3. Add Probiotic-Rich Foods to Restore Gut Health

A stomach virus wipes out good bacteria in your gut, which can lead to bloating, indigestion, and weak immunity. Once you’re feeling better, add probiotics to help rebalance your gut.

Best probiotic foods for recovery:

  • Plain yogurt – A great source of good bacteria (opt for unsweetened)
  • Kefir – A drinkable probiotic yogurt with even more benefits
  • Sauerkraut & kimchi – Fermented foods packed with gut-friendly bacteria
  • Miso & kombucha – These fermented options also aid digestion

4. Slowly Reintroduce Protein for Strength

Once your stomach settles, adding lean protein helps rebuild energy. However, greasy, spicy, or heavily seasoned foods can still be harsh on your stomach.

Best protein sources:

  • Boiled or baked chicken (skip the skin and heavy spices)
  • Soft scrambled eggs – Easy to digest and full of nutrients
  • Bone broth – Provides hydration and protein without upsetting the stomach
  • Tofu or well-cooked legumes (if tolerated)
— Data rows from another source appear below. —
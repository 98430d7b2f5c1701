fn main() {
    if let Err(e) = cms_stats::cli::run() {
        eprintln!("Error: {}", e);
        std::process::exit(1);
    }
}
Avoid: Fried foods, red meat, and highly processed meats like sausage or bacon.

5. Smoothies for Gentle Nutrition

If solid foods still seem too heavy, a smoothie can be a great way to get nutrients without overwhelming your stomach.
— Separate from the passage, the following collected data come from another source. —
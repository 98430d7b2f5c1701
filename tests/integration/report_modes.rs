//! Report modes over an in-memory record source
//!
//! Covers the four reporting modes, raw versus sanitised output and the JSON
//! shape clients receive.

use cms_stats::database::InMemorySource;
use cms_stats::errors::AppError;
use cms_stats::stats::{ReportRequest, StatsEngine, TotalPolicy};
use cms_stats::types::{Category, CategoryData, CombinedRecord, CountRecord, NameCount};
use serde_json::json;

fn render(source: &InMemorySource, params: (&str, bool, bool)) -> serde_json::Value {
    let request = ReportRequest::from_params(params.0, params.1, params.2).unwrap();
    let response = StatsEngine::new().render(source, &request).unwrap();
    serde_json::to_value(&response).unwrap()
}

#[test]
fn test_php_versions_bucket_by_minor_branch() {
    let source = InMemorySource::with_items(vec![
        CountRecord::single(Category::PhpVersion, "7.4.1", 10),
        CountRecord::single(Category::PhpVersion, "7.4.9", 5),
        CountRecord::single(Category::PhpVersion, "8.0.0", 5),
    ]);

    assert_eq!(
        render(&source, ("php_version", false, false)),
        json!({"data": {"php_version": {"7.4": 75.0, "8.0": 25.0}, "total": 20}})
    );
}

#[test]
fn test_percentages_round_decimal_halves_up() {
    let source = InMemorySource::with_items(vec![
        CountRecord::single(Category::PhpVersion, "7.4.33", 23),
        CountRecord::single(Category::PhpVersion, "8.1.27", 137),
    ]);

    assert_eq!(
        render(&source, ("php_version", false, false)),
        json!({"data": {"php_version": {"7.4": 14.38, "8.1": 85.63}, "total": 160}})
    );
}

#[test]
fn test_blank_server_os_reports_as_unknown() {
    let source = InMemorySource::with_items(vec![
        CountRecord::single(Category::ServerOs, "", 3),
        CountRecord::single(Category::ServerOs, "Linux 5.4", 7),
    ]);

    assert_eq!(
        render(&source, ("server_os", false, false)),
        json!({"data": {"server_os": {"unknown": 30.0, "Linux": 70.0}, "total": 10}})
    );
}

#[test]
fn test_combined_cross_tabulation_is_never_sanitised() {
    let source = InMemorySource::with_combined(vec![
        CombinedRecord::new("3.9", "7.2", 4),
        CombinedRecord::new("3.9", "7.4", 6),
    ]);

    let expected = json!({"data": {"3.9": {"7.2": 4, "7.4": 6}, "total": 10}});
    assert_eq!(render(&source, ("cms_php", false, false)), expected);
    // Raw authorisation does not change the combined shape
    assert_eq!(render(&source, ("cms_php", false, true)), expected);
}

#[test]
fn test_combined_cms_version_named_total_is_dropped() {
    let source = InMemorySource::with_combined(vec![
        CombinedRecord::new("total", "7.2", 4),
        CombinedRecord::new("4.0", "8.1", 3),
    ]);

    assert_eq!(
        render(&source, ("cms_php", false, false)),
        json!({"data": {"4.0": {"8.1": 3}, "total": 3}})
    );
}

#[test]
fn test_authorised_raw_output_has_counts_only() {
    let source = InMemorySource::with_items(vec![CountRecord::single(Category::DbType, "mysql", 9)]);

    let value = render(&source, ("db_type", false, true));
    assert_eq!(
        value,
        json!({"data": {"db_type": [{"name": "mysql", "count": 9}], "total": 9}})
    );
    assert!(value["data"]["db_type"][0].get("percentage").is_none());
}

#[test]
fn test_falsy_names_count_towards_total_but_are_not_listed() {
    let source = InMemorySource::with_items(vec![
        CountRecord::single(Category::DbVersion, "0", 2),
        CountRecord::single(Category::DbVersion, "5.7.30", 6),
        CountRecord::single(Category::DbVersion, "", 4),
    ]);

    let request = ReportRequest::from_params("db_version", false, true).unwrap();
    let response = StatsEngine::new().render(&source, &request).unwrap();

    assert_eq!(response.total, 8);
    assert_eq!(
        response.category(Category::DbVersion),
        Some(&CategoryData::Raw(vec![NameCount::new("5.7.30", 6)]))
    );
}

#[test]
fn test_single_mode_reports_requested_category_even_when_empty() {
    let source = InMemorySource::new();
    assert_eq!(
        render(&source, ("cms_version", false, false)),
        json!({"data": {"cms_version": {}, "total": 0}})
    );
}

#[test]
fn test_full_report_covers_every_category() {
    let groups = Category::ALL
        .into_iter()
        .map(|category| vec![CountRecord::single(category, "1.0", 4)])
        .collect();
    let source = InMemorySource::with_groups(groups);

    let value = render(&source, ("", false, false));
    let data = value["data"].as_object().unwrap();
    assert_eq!(data.len(), Category::ALL.len() + 1);
    assert_eq!(value["data"]["total"], json!(4));
    assert_eq!(value["data"]["db_type"], json!({"1.0": 100.0}));
}

#[test]
fn test_full_report_total_policies() {
    let groups = vec![
        vec![CountRecord::single(Category::PhpVersion, "7.4.1", 2)],
        vec![CountRecord::single(Category::DbType, "mysqli", 8)],
    ];
    let source = InMemorySource::with_groups(groups);
    let request = ReportRequest::from_params("", false, false).unwrap();

    let last_group = StatsEngine::new().render(&source, &request).unwrap();
    assert_eq!(last_group.total, 8);
    assert_eq!(
        last_group.category(Category::PhpVersion).unwrap().percentage("7.4"),
        Some(25.0)
    );

    let cumulative = StatsEngine::with_total_policy(TotalPolicy::Cumulative)
        .render(&source, &request)
        .unwrap();
    assert_eq!(cumulative.total, 10);
    assert_eq!(
        cumulative.category(Category::PhpVersion).unwrap().percentage("7.4"),
        Some(20.0)
    );
    assert_eq!(
        cumulative.category(Category::DbType).unwrap().percentage("mysqli"),
        Some(80.0)
    );
}

#[test]
fn test_recent_mode_ignores_combined_source() {
    let source = InMemorySource {
        recent: vec![
            CountRecord::single(Category::CmsVersion, "4.0.1", 3),
            CountRecord::single(Category::CmsVersion, "4.0.2", 1),
        ],
        combined: vec![CombinedRecord::new("3.9", "7.2", 100)],
        ..InMemorySource::default()
    };

    assert_eq!(
        render(&source, ("cms_php", true, false)),
        json!({"data": {"cms_version": {"4.0": 100.0}, "total": 4}})
    );
}

#[test]
fn test_unknown_source_is_rejected() {
    for recent in [false, true] {
        let result = ReportRequest::from_params("mysql_version", recent, false);
        assert!(matches!(result, Err(AppError::InvalidRequest(_))));
    }
}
Stomach-friendly smoothie ideas:

  • Blended banana, almond milk, and a spoonful of peanut butter
  • Dairy-free yogurt with blueberries and a drizzle of honey
  • Coconut water with blended mango and a bit of ginger for nausea relief

What to Avoid When Recovering from a Stomach Virus

Caffeine & Alcohol – Dehydrate your body and irritate your stomach
Greasy & Fried Foods – Hard to digest and can cause nausea
Dairy (at first) – Some people temporarily become lactose intolerant after a stomach bug
Spicy & Acidic Foods – Can trigger nausea and stomach pain
High-Fiber Foods (at first) – Raw veggies, nuts, and whole grains can be too rough on your gut

Final Tips for a Faster Recovery

  • Eat small, frequent meals instead of big portions
  • Sip on fluids all day to avoid dehydration
  • Rest! Your body needs time to heal
  • Reintroduce foods slowly—don’t jump back into your normal diet too quickly

By following these tips, you’ll give your stomach the time it needs to recover while making sure your body gets the nutrients it needs to feel better. Stay hydrated, listen to your body, and take it one step at a time.